PLA is a commercially available kit, whose overall approach was described in Soderberg et al.68 It is generally utilized to study protein–protein interactions in fixed cells and tissues.136,137 The sample is initially incubated with primary antibodies specific for the proteins of interest and then the oligonucleotide-labeled proximity probes are added. If <40 nm apart, the oligonucleotides on the proximity probes come together to form a template for a circularized DNA strand by ligation. One of the proximity probes oligonucleotides then serves as template for the RCA, which results in a coiled single-stranded DNA. The PLA product is detected by hybridizing complementary fluorescently labeled oligonucleotides, and it appears as puncta of consistent size and intensity for a variety of analytes, antibodies and cell lines. The “detection reagent” is available in green, red, orange and far-red, and is therefore amenable for different filter sets and potentially ideal for multiplexing.

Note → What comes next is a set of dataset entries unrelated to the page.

//! Testing utilities including mock implementations.
//!
//! These are useful for testing applications that use the deal pipeline
//! without making real search or store calls.

use async_trait::async_trait;
use std::collections::{HashMap, HashSet};
use std::sync::{Arc, RwLock};

use crate::error::{ProviderError, ProviderResult, StoreError, StoreResult};
use crate::traits::{
    approval::{ApprovalStore, StageOutcome},
    provider::SearchProvider,
};
use crate::types::{deal::Deal, query::QuerySpec, raw::RawResult};

pub use crate::stores::memory::{StaticAlerts, StaticKeywords};

/// A mock search provider for testing.
///
/// Returns predefined results by keyword (or by exact query spec) without
/// making network requests. Unknown keywords return an empty result list.
#[derive(Default)]
pub struct MockProvider {
    /// Predefined results by keyword
    results: Arc<RwLock<HashMap<String, Vec<RawResult>>>>,

    /// Predefined results for one exact spec, checked before keyword results
    spec_results: Arc<RwLock<HashMap<QuerySpec, Vec<RawResult>>>>,

    /// Errors to return on the n-th call (zero-based), used once
    call_failures: Arc<RwLock<HashMap<usize, ProviderError>>>,

    /// Keywords whose queries always fail
    fail_keywords: Arc<RwLock<Vec<String>>>,

    /// Call tracking
    calls: Arc<RwLock<Vec<QuerySpec>>>,
}

impl MockProvider {
    /// Create a new mock provider.
    pub fn new() -> Self {
        Self::default()
    }

    /// Return these results for every query with this keyword.
    pub fn with_results(self, keyword: impl Into<String>, results: Vec<RawResult>) -> Self {
        self.results.write().unwrap().insert(keyword.into(), results);
        self
    }

    /// Return these results for one exact query spec.
    pub fn with_spec_results(self, spec: QuerySpec, results: Vec<RawResult>) -> Self {
        self.spec_results.write().unwrap().insert(spec, results);
        self
    }

    /// Fail the n-th call (zero-based) with this error.
    pub fn fail_call(self, index: usize, error: ProviderError) -> Self {
        self.call_failures.write().unwrap().insert(index, error);
        self
    }

    /// Fail every query for a keyword with a non-fatal error.
    pub fn fail_keyword(self, keyword: impl Into<String>) -> Self {
        self.fail_keywords.write().unwrap().push(keyword.into());
        self
    }

    /// Get all queries sent to this mock, in order.
    pub fn calls(&self) -> Vec<QuerySpec> {
        self.calls.read().unwrap().clone()
    }
}

#[async_trait]
impl SearchProvider for MockProvider {
    async fn search(&self, query: &QuerySpec) -> ProviderResult<Vec<RawResult>> {
        let index = {
            let mut calls = self.calls.write().unwrap();
            calls.push(query.clone());
            calls.len() - 1
        };

        if let Some(error) = self.call_failures.write().unwrap().remove(&index) {
            return Err(error);
        }

        if self.fail_keywords.read().unwrap().contains(&query.keyword) {
            return Err(ProviderError::Api {
                status: Some(503),
                message: format!("Mock failure for '{}'", query.keyword),
            });
        }

        if let Some(results) = self.spec_results.read().unwrap().get(query) {
            return Ok(results.clone());
        }

        Ok(self
            .results
            .read()
            .unwrap()
            .get(&query.keyword)
            .cloned()
            .unwrap_or_default())
    }
}

/// A mock approval store for testing.
///
/// Accepts every deal unless told otherwise and remembers what it staged.
#[derive(Default)]
pub struct MockApprovalStore {
    /// Deals staged so far
    staged: Arc<RwLock<Vec<Deal>>>,

    /// Titles that fail to stage
    fail_titles: Arc<RwLock<HashSet<String>>>,

    /// Titles reported as already staged
    existing_titles: Arc<RwLock<HashSet<String>>>,

    /// Number of `stage` calls
    stage_calls: Arc<RwLock<usize>>,
}

impl MockApprovalStore {
    /// Create a new mock store.
    pub fn new() -> Self {
        Self::default()
    }

    /// Reject deals with this title.
    pub fn fail_title(self, title: impl Into<String>) -> Self {
        self.fail_titles.write().unwrap().insert(title.into());
        self
    }

    /// Report deals with this title as already staged.
    pub fn with_existing(self, title: impl Into<String>) -> Self {
        self.existing_titles.write().unwrap().insert(title.into());
        self
    }

    /// Deals staged so far.
    pub fn staged(&self) -> Vec<Deal> {
        self.staged.read().unwrap().clone()
    }

    /// Titles of the deals staged so far, in staging order.
    pub fn staged_titles(&self) -> Vec<String> {
        self.staged
            .read()
            .unwrap()
            .iter()
            .map(|d| d.title.clone())
            .collect()
    }

    /// Number of times `stage` was called.
    pub fn stage_calls(&self) -> usize {
        *self.stage_calls.read().unwrap()
    }
}

#[async_trait]
impl ApprovalStore for MockApprovalStore {
    async fn stage(&self, deals: &[Deal]) -> Vec<StoreResult<StageOutcome>> {
        *self.stage_calls.write().unwrap() += 1;

        let fail_titles = self.fail_titles.read().unwrap().clone();
        let existing = self.existing_titles.read().unwrap().clone();
        let mut staged = self.staged.write().unwrap();

        deals
            .iter()
            .map(|deal| {
                if fail_titles.contains(&deal.title) {
                    return Err(StoreError::Rejected {
                        status: 500,
                        message: format!("Mock rejection for '{}'", deal.title),
                    });
                }
                if existing.contains(&deal.title) {
                    return Ok(StageOutcome::AlreadyStaged);
                }
                staged.push(deal.clone());
                Ok(StageOutcome::Staged {
                    id: format!("mock-{}", staged.len()),
                })
            })
            .collect()
    }
}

In PLA using FMTRIPS one antibody targets the protein of interest, and the other one the flag tag on neutravidin (Fig. 6D).67,138 The antibody selection and blocking conditions must be accurately determined in control experiments (using for example neutravidins without flags) to ensure specificity. The PLA frequency can be measured as the ratio of the number of PLA punctae and the fluorescent FMTRIP volume. In this way, interactions are normalized to the mRNA signal, allowing comparison of the quantification between cells. In RSV infected cells, PLA was used to observe interactions between the genomic RNA (labeled with FMTRIPS) and the viral N protein while no signal was observed using MTRIPS67 (Fig. 6E). The results validated previous evidence obtained via both colocalization analysis and super resolution microscopy.134,135

In the following paragraphs we will summarize the main results of recent publications demonstrating the potential for PLA to be used to study the “mRNA state” via detection and quantification of interactions with regulatory proteins and the interplay between them.

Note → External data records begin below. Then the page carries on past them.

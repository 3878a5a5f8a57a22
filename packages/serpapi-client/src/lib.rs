//! Pure SerpAPI Google Shopping REST client.
//!
//! A minimal client for the `google_shopping` engine. It builds request
//! parameters, sends a single search and returns the loosely typed result
//! records. Interpretation of those records is left to the caller.
//!
//! # Example
//!
//! ```rust,ignore
//! use serpapi_client::{SearchParams, SerpApiClient, SerpApiConfig, SortBy};
//!
//! let client = SerpApiClient::new("your-api-key".into(), SerpApiConfig::default())?;
//!
//! let params = SearchParams::new("kulaklık").on_sale().with_sort(SortBy::PriceLowToHigh);
//! for item in client.shopping_results(&params).await? {
//!     println!("{}", item.title.as_deref().unwrap_or("(no title)"));
//! }
//! ```

pub mod error;
pub mod types;

pub use error::{classify_error, Result, SerpApiError};
pub use types::{SearchParams, SerpApiConfig, ShoppingResponse, ShoppingResult, SortBy};

/// Message SerpAPI returns with HTTP 200 when a query simply has no hits.
const NO_RESULTS_MARKER: &str = "hasn't returned any results";

pub struct SerpApiClient {
    client: reqwest::Client,
    api_key: String,
    config: SerpApiConfig,
}

impl SerpApiClient {
    pub fn new(api_key: String, config: SerpApiConfig) -> Result<Self> {
        let client = reqwest::Client::builder()
            .timeout(config.timeout)
            .build()?;

        Ok(Self {
            client,
            api_key,
            config,
        })
    }

    pub fn config(&self) -> &SerpApiConfig {
        &self.config
    }

    /// Query-string pairs for a search, without the API key.
    pub fn query_pairs(&self, params: &SearchParams) -> Vec<(&'static str, String)> {
        let mut pairs = vec![
            ("engine", self.config.engine.clone()),
            ("q", params.query.clone()),
            ("gl", self.config.country.clone()),
            ("hl", self.config.language.clone()),
            ("google_domain", self.config.google_domain.clone()),
            (
                "num",
                params.num.unwrap_or(self.config.num_results).to_string(),
            ),
        ];

        if let Some(start) = params.start.filter(|s| *s > 0) {
            pairs.push(("start", start.to_string()));
        }
        if params.on_sale {
            pairs.push(("on_sale", "true".to_string()));
        }
        if let Some(sort_by) = params.sort_by {
            pairs.push(("sort_by", sort_by.as_param().to_string()));
        }
        if let Some(min) = params.min_price {
            pairs.push(("min_price", min.to_string()));
        }
        if let Some(max) = params.max_price {
            pairs.push(("max_price", max.to_string()));
        }
        if let Some(condition) = &params.condition {
            pairs.push(("condition", condition.clone()));
        }

        pairs
    }

    /// Run one search and return the raw response.
    pub async fn search_shopping(&self, params: &SearchParams) -> Result<ShoppingResponse> {
        let mut pairs = self.query_pairs(params);
        pairs.push(("api_key", self.api_key.clone()));

        tracing::debug!(query = %params.query, start = ?params.start, "SerpAPI shopping search");

        let resp = self
            .client
            .get(&self.config.base_url)
            .query(&pairs)
            .send()
            .await?;

        let status = resp.status();
        if !status.is_success() {
            let body = resp.text().await.unwrap_or_default();
            return Err(classify_error(status.as_u16(), error_message(&body)));
        }

        let response: ShoppingResponse = resp.json().await?;

        if let Some(message) = &response.error {
            if message.contains(NO_RESULTS_MARKER) {
                tracing::debug!(query = %params.query, "No shopping results");
                return Ok(ShoppingResponse::default());
            }
            return Err(classify_error(status.as_u16(), message.clone()));
        }

        Ok(response)
    }

    /// Run one search and return main plus inline results.
    pub async fn shopping_results(&self, params: &SearchParams) -> Result<Vec<ShoppingResult>> {
        let results = self.search_shopping(params).await?.into_results();
        tracing::info!(query = %params.query, count = results.len(), "Fetched shopping results");
        Ok(results)
    }
}

/// Pull the `error` field out of a JSON error body, or fall back to the text.
fn error_message(body: &str) -> String {
    serde_json::from_str::<serde_json::Value>(body)
        .ok()
        .and_then(|v| v.get("error").and_then(|e| e.as_str()).map(str::to_string))
        .unwrap_or_else(|| body.to_string())
}
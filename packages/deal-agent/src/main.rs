//! Deal discovery agent.
//!
//! Searches Google Shopping through SerpAPI, ranks the discounted products
//! and stages them in Supabase as pending deals for moderator approval.

mod config;

use std::sync::Arc;

use anyhow::{bail, Context, Result};
use clap::Parser;
use colored::Colorize;
use deal_pipeline::{
    AlertSource, ApprovalStore, Deal, DealPipeline, KeywordSource, MemoryApprovalStore,
    PipelineConfig, PipelineOutput, RateLimitedProvider, SearchRequest, SerpApiProvider, SortKey,
    SupabaseStore,
};
use tracing_subscriber::{layer::SubscriberExt, util::SubscriberInitExt};

use crate::config::AgentConfig;

#[derive(Parser)]
#[command(name = "deal-agent")]
#[command(about = "Find discounted products and stage them for approval")]
struct Cli {
    /// Search this keyword instead of deal alerts and popular keywords
    #[arg(short, long)]
    keyword: Option<String>,

    /// Restrict to a category
    #[arg(short, long)]
    category: Option<String>,

    /// Minimum discount percentage (0-100)
    #[arg(long)]
    min_discount: Option<u32>,

    /// Maximum number of provider queries
    #[arg(long, default_value_t = 20)]
    max_queries: usize,

    /// discount, price, rating or relevance
    #[arg(long, default_value = "discount")]
    sort_by: SortKey,

    /// Keep at most this many deals
    #[arg(long)]
    limit: Option<usize>,

    /// Rank deals without staging them
    #[arg(long)]
    dry_run: bool,

    /// Debug logging
    #[arg(short, long)]
    verbose: bool,

    /// Print deals and summary as JSON
    #[arg(long)]
    json: bool,
}

impl Cli {
    fn request(&self, default_min_discount: u32) -> SearchRequest {
        SearchRequest {
            keyword: self.keyword.clone(),
            category: self.category.clone(),
            min_discount: self.min_discount.unwrap_or(default_min_discount),
            max_queries: self.max_queries,
            sort_by: self.sort_by,
            limit: self.limit,
            dry_run: self.dry_run,
        }
    }
}

#[tokio::main]
async fn main() -> Result<()> {
    let cli = Cli::parse();

    // Initialize logging
    let default_filter = if cli.verbose {
        "debug"
    } else {
        "info,deal_pipeline=debug"
    };
    tracing_subscriber::registry()
        .with(
            tracing_subscriber::EnvFilter::try_from_default_env()
                .unwrap_or_else(|_| default_filter.into()),
        )
        .with(tracing_subscriber::fmt::layer().with_writer(std::io::stderr))
        .init();

    let config = AgentConfig::from_env().context("Failed to load configuration")?;
    tracing::info!(
        country = %config.serp.country,
        supabase = config.supabase.is_some(),
        "Configuration loaded"
    );

    let provider = RateLimitedProvider::new(
        SerpApiProvider::new(&config.serp_api_key, config.serp.clone())
            .context("Failed to create SerpAPI client")?,
        config.queries_per_second,
    );

    let pipeline_config = PipelineConfig::new().with_currency(config.currency.clone());

    let pipeline = match &config.supabase {
        Some(credentials) => {
            let mut supabase = SupabaseStore::new(credentials.clone());
            if let Some(user_id) = &config.posted_by {
                supabase = supabase.with_posted_by(user_id.clone());
            }
            let supabase = Arc::new(supabase);
            let store: Arc<dyn ApprovalStore> = supabase.clone();
            let alerts: Arc<dyn AlertSource> = supabase.clone();
            let keywords: Arc<dyn KeywordSource> = supabase;
            DealPipeline::new(provider, store, pipeline_config)
                .with_alert_source(alerts)
                .with_keyword_source(keywords)
        }
        None if cli.dry_run && cli.keyword.is_some() => {
            tracing::info!("Supabase not configured, using in-memory store for dry run");
            let store: Arc<dyn ApprovalStore> = Arc::new(MemoryApprovalStore::new());
            DealPipeline::new(provider, store, pipeline_config)
        }
        None => bail!(
            "SUPABASE_URL and SUPABASE_SERVICE_ROLE_KEY (or SUPABASE_ANON_KEY) must be set \
             unless running --dry-run with --keyword"
        ),
    };

    let request = cli.request(config.min_discount);
    let output = pipeline.run(&request).await.context("Deal run failed")?;

    if cli.json {
        println!(
            "{}",
            serde_json::to_string_pretty(&output).context("Failed to serialize output")?
        );
    } else {
        print_report(&output);
    }

    Ok(())
}

fn print_report(output: &PipelineOutput) {
    let summary = &output.summary;

    println!();
    if summary.dry_run {
        println!("{}", "Dry run: nothing was staged".bright_yellow().bold());
    }
    println!(
        "{} {}",
        "Keywords:".bold(),
        summary.keywords.join(", ")
    );
    println!(
        "{} {} planned, {} succeeded, {} failed, {} skipped",
        "Queries:".bold(),
        summary.queries_planned,
        summary.queries_succeeded,
        summary.queries_failed,
        summary.queries_skipped
    );
    println!(
        "{} {} received, {} normalized, {} with discount, {} dropped",
        "Products:".bold(),
        summary.records_received,
        summary.deals_normalized,
        summary.deals_with_discount,
        summary.dropped()
    );

    println!();
    if output.deals.is_empty() {
        println!("{}", "No deals matched".bright_yellow());
    }
    for (index, deal) in output.deals.iter().enumerate() {
        print_deal(index + 1, deal);
    }

    if !summary.dry_run {
        println!();
        println!(
            "{} {} staged, {} already staged, {} failed",
            "Approval:".bold(),
            summary.staged.to_string().bright_green(),
            summary.already_staged,
            summary.staging_failures.len()
        );
    }

    let errors = summary.errors();
    if !errors.is_empty() {
        println!();
        println!("{}", "Errors:".bright_red().bold());
        for error in errors {
            println!("  {}", error.red());
        }
    }
}

fn print_deal(rank: usize, deal: &Deal) {
    let discount = format!("-{}%", deal.discount_percent);
    let was = match deal.original_price {
        Some(original) if original > deal.current_price => {
            format!(" (was {:.2})", original).dimmed().to_string()
        }
        _ => String::new(),
    };

    println!(
        "{:>3}. {:>5}  {}",
        rank,
        discount.bright_green().bold(),
        deal.title.bold()
    );
    println!(
        "       {:.2} {}{}  {}",
        deal.current_price,
        deal.currency,
        was,
        deal.source.bright_blue()
    );
    if let Some(link) = &deal.link {
        println!("       {}", link.dimmed());
    }
}
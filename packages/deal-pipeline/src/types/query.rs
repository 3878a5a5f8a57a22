//! Query specifications produced by the planner.

use serde::{Deserialize, Serialize};

/// Ordering variation requested from the provider.
#[derive(Debug, Clone, Copy, PartialEq, Eq, Hash, Serialize, Deserialize)]
#[serde(rename_all = "snake_case")]
pub enum SortHint {
    Relevance,
    PriceLowToHigh,
    PriceHighToLow,
}

impl SortHint {
    /// Planning order.
    pub const ALL: [SortHint; 3] = [
        SortHint::Relevance,
        SortHint::PriceLowToHigh,
        SortHint::PriceHighToLow,
    ];
}

/// A keyword to plan queries for, with its own filters.
///
/// Seeds come from the caller's keyword, active deal alerts or popular
/// keywords. A seed category overrides the request category.
#[derive(Debug, Clone, PartialEq, Serialize, Deserialize)]
pub struct SeedQuery {
    pub keyword: String,
    pub category: Option<String>,
    /// Upper price bound passed to the provider.
    pub max_price: Option<f64>,
}

impl SeedQuery {
    pub fn new(keyword: impl Into<String>) -> Self {
        Self {
            keyword: keyword.into(),
            category: None,
            max_price: None,
        }
    }

    pub fn with_category(mut self, category: Option<impl Into<String>>) -> Self {
        self.category = category.map(Into::into);
        self
    }

    pub fn with_max_price(mut self, max_price: Option<f64>) -> Self {
        self.max_price = max_price;
        self
    }
}

/// One parameterized request against the search provider.
#[derive(Debug, Clone, PartialEq, Eq, Hash, Serialize, Deserialize)]
pub struct QuerySpec {
    pub keyword: String,
    pub category: Option<String>,
    pub sort: SortHint,
    /// Zero-based result page.
    pub page: u32,
    /// Ask the provider for on-sale items only.
    pub on_sale: bool,
    /// Upper price bound in cents. Kept integral so specs stay hashable.
    pub max_price_cents: Option<u64>,
}

impl QuerySpec {
    pub fn new(keyword: impl Into<String>) -> Self {
        Self {
            keyword: keyword.into(),
            category: None,
            sort: SortHint::Relevance,
            page: 0,
            on_sale: true,
            max_price_cents: None,
        }
    }

    pub fn with_category(mut self, category: Option<impl Into<String>>) -> Self {
        self.category = category.map(Into::into);
        self
    }

    pub fn with_sort(mut self, sort: SortHint) -> Self {
        self.sort = sort;
        self
    }

    pub fn with_page(mut self, page: u32) -> Self {
        self.page = page;
        self
    }

    /// Set the upper price bound. Non-positive or non-finite bounds are dropped.
    pub fn with_max_price(mut self, max_price: Option<f64>) -> Self {
        self.max_price_cents = max_price
            .filter(|p| p.is_finite() && *p > 0.0)
            .map(|p| (p * 100.0).round() as u64);
        self
    }

    pub fn max_price(&self) -> Option<f64> {
        self.max_price_cents.map(|cents| cents as f64 / 100.0)
    }

    /// Free-text terms sent to the provider: keyword plus category name.
    pub fn search_terms(&self) -> String {
        match &self.category {
            Some(category) if !self.keyword.to_lowercase().contains(&category.to_lowercase()) => {
                format!("{} {}", self.keyword, category)
            }
            _ => self.keyword.clone(),
        }
    }
}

4 Quantification of changes of RBP–mRNAs interactions using FMTRIPS and PLA

4.1 Quantification of mRNA interactions with HuR

HuR is a ubiquitously expressed member of the ELAV family of RNA binding proteins, and it binds to the poly(A) tail and 3′UTR of several transcripts.139141 As previously described, HuR regulation is crucial for the stability and translation of many ARE-containing mRNAs which, often, encode for proteins involved in the cell cycle, carcinogenesis, immune and stress responses.142144 However, HuR also regulates the stability of mRNAs of housekeeping genes, like β-actin.145 In cells, it is mainly localized in the nucleus, but it shuttles between nucleus and cytoplasm when cells are exposed to certain stimuli, such as oxidative stress or transcription inhibition, to stabilize mRNAs in the cytoplasm.146

In Jung et al. we first quantified poly(A) mRNA interactions with HuR in HeLa cells (Fig. 7A).67 Cells were also treated with Actinomicyn D (ActD), which caused transcriptional repression and shuttling of HuR from the nucleus to the cytoplasm, and/or transfected with a plasmid encoding GFP-HuR. Treating cells with ActD resulted in a progressive decrease of the mRNA volume over time and an increase of the frequency of PLA between mRNA and HuR in the cytoplasm (Fig. 7B). Similar results were obtained using FMTRIPS specific to β-actin mRNA (Fig. 7C).

Fig 7.

Fig 7

Scheme and quantification of PLA between HuR and mRNAs: (A) schematic representation of PLA between FMTRIPS targeting the poly(A) tail of mRNAs and HuR. (B) Mean PLA frequency between HuR and FMTRIPS targeting poly(A) mRNAs in untransfected HeLa cells or transfected with a HuR-GFP plasmid in control conditions or after treatment with ActD. (C) Mean PLA frequency between HuR and FMTRIPS targeting β-actin mRNAs in untransfected HeLa cells or transfected with a HuR-GFP plasmid in control conditions or after treatment with ActD. (D) Mean PLA frequency between HuR and FMTRIPS targeting poly(A) mRNAs (PA) or untargeted probes (UT) in untransfected HeLa cells or transfected with either a HuR-GFP plasmid a control siRNA or a HuR siRNA. Error bars are standard deviation.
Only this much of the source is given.